• [SUPPLIED RECORDS]
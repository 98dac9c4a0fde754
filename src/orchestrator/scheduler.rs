//! Fixed-interval ticker emitting scheduled run signals

use crate::events::TenantId;
use crate::orchestrator::{RunSignal, TriggerKind};
use log::{debug, info, warn};
use std::sync::Arc;
use std::time::Duration;
use tokio::sync::mpsc;
use tokio::sync::mpsc::error::TrySendError;
use tokio::task::JoinHandle;
use tokio::time::MissedTickBehavior;

/// Source of the tenants that should be scheduled
#[cfg_attr(test, mockall::automock)]
pub trait TenantRegistry: Send + Sync {
    fn active_tenants(&self) -> Vec<TenantId>;
}

/// Registry backed by the `[tenants]` section of the configuration
#[derive(Debug, Clone, Default)]
pub struct StaticTenantRegistry {
    tenants: Vec<TenantId>,
}

impl StaticTenantRegistry {
    pub fn new(tenants: Vec<TenantId>) -> Self {
        Self { tenants }
    }
}

impl TenantRegistry for StaticTenantRegistry {
    fn active_tenants(&self) -> Vec<TenantId> {
        self.tenants.clone()
    }
}

pub struct Scheduler {
    registry: Arc<dyn TenantRegistry>,
    signals: mpsc::Sender<RunSignal>,
    interval: Duration,
}

impl Scheduler {
    pub fn new(
        registry: Arc<dyn TenantRegistry>,
        signals: mpsc::Sender<RunSignal>,
        interval: Duration,
    ) -> Self {
        Self {
            registry,
            signals,
            interval,
        }
    }

    /// Emit one scheduled signal per active tenant
    ///
    /// Returns the number of signals accepted by the channel. A full channel
    /// drops the signal; the next tick or a backlog trigger will catch up.
    pub fn tick_once(&self) -> usize {
        let tenants = self.registry.active_tenants();
        debug!("Scheduler tick for {} tenants", tenants.len());

        let mut sent = 0;
        for tenant_id in tenants {
            match self
                .signals
                .try_send(RunSignal::new(tenant_id.clone(), TriggerKind::Scheduled))
            {
                Ok(()) => sent += 1,
                Err(TrySendError::Full(_)) => {
                    warn!("Run queue full, dropping scheduled run for {}", tenant_id)
                }
                Err(TrySendError::Closed(_)) => {
                    warn!("Run queue closed, scheduler tick abandoned");
                    break;
                }
            }
        }
        sent
    }

    /// Tick forever on the configured interval
    ///
    /// The first tick fires immediately. Abort the handle to stop.
    pub fn spawn(self) -> JoinHandle<()> {
        tokio::spawn(async move {
            info!("Scheduler started with interval {:?}", self.interval);
            let mut ticker = tokio::time::interval(self.interval);
            ticker.set_missed_tick_behavior(MissedTickBehavior::Delay);
            loop {
                ticker.tick().await;
                if self.signals.is_closed() {
                    info!("Scheduler stopping: run queue closed");
                    break;
                }
                self.tick_once();
            }
        })
    }
}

• [ASSIGNMENT] Please transcribe each of the entries, exactly as written.

• [YOUR SOLUTION]
repository 98dac9c4a0fde754
filename src/orchestrator/scheduler.rs
//! Fixed-interval ticker emitting scheduled run signals

use crate::events::TenantId;
use crate::orchestrator::{RunSignal, TriggerKind};
use log::{debug, info, warn};
use std::sync::Arc;
use std::time::Duration;
use tokio::sync::mpsc;
use tokio::sync::mpsc::error::TrySendError;
use tokio::task::JoinHandle;
use tokio::time::MissedTickBehavior;

/// Source of the tenants that should be scheduled
#[cfg_attr(test, mockall::automock)]
pub trait TenantRegistry: Send + Sync {
    fn active_tenants(&self) -> Vec<TenantId>;
}

/// Registry backed by the `[tenants]` section of the configuration
#[derive(Debug, Clone, Default)]
pub struct StaticTenantRegistry {
    tenants: Vec<TenantId>,
}

impl StaticTenantRegistry {
    pub fn new(tenants: Vec<TenantId>) -> Self {
        Self { tenants }
    }
}

impl TenantRegistry for StaticTenantRegistry {
    fn active_tenants(&self) -> Vec<TenantId> {
        self.tenants.clone()
    }
}

pub struct Scheduler {
    registry: Arc<dyn TenantRegistry>,
    signals: mpsc::Sender<RunSignal>,
    interval: Duration,
}

impl Scheduler {
    pub fn new(
        registry: Arc<dyn TenantRegistry>,
        signals: mpsc::Sender<RunSignal>,
        interval: Duration,
    ) -> Self {
        Self {
            registry,
            signals,
            interval,
        }
    }

    /// Emit one scheduled signal per active tenant
    ///
    /// Returns the number of signals accepted by the channel. A full channel
    /// drops the signal; the next tick or a backlog trigger will catch up.
    pub fn tick_once(&self) -> usize {
        let tenants = self.registry.active_tenants();
        debug!("Scheduler tick for {} tenants", tenants.len());

        let mut sent = 0;
        for tenant_id in tenants {
            match self
                .signals
                .try_send(RunSignal::new(tenant_id.clone(), TriggerKind::Scheduled))
            {
                Ok(()) => sent += 1,
                Err(TrySendError::Full(_)) => {
                    warn!("Run queue full, dropping scheduled run for {}", tenant_id)
                }
                Err(TrySendError::Closed(_)) => {
                    warn!("Run queue closed, scheduler tick abandoned");
                    break;
                }
            }
        }
        sent
    }

    /// Tick forever on the configured interval
    ///
    /// The first tick fires immediately. Abort the handle to stop.
    pub fn spawn(self) -> JoinHandle<()> {
        tokio::spawn(async move {
            info!("Scheduler started with interval {:?}", self.interval);
            let mut ticker = tokio::time::interval(self.interval);
            ticker.set_missed_tick_behavior(MissedTickBehavior::Delay);
            loop {
                ticker.tick().await;
                if self.signals.is_closed() {
                    info!("Scheduler stopping: run queue closed");
                    break;
                }
                self.tick_once();
            }
        })
    }
}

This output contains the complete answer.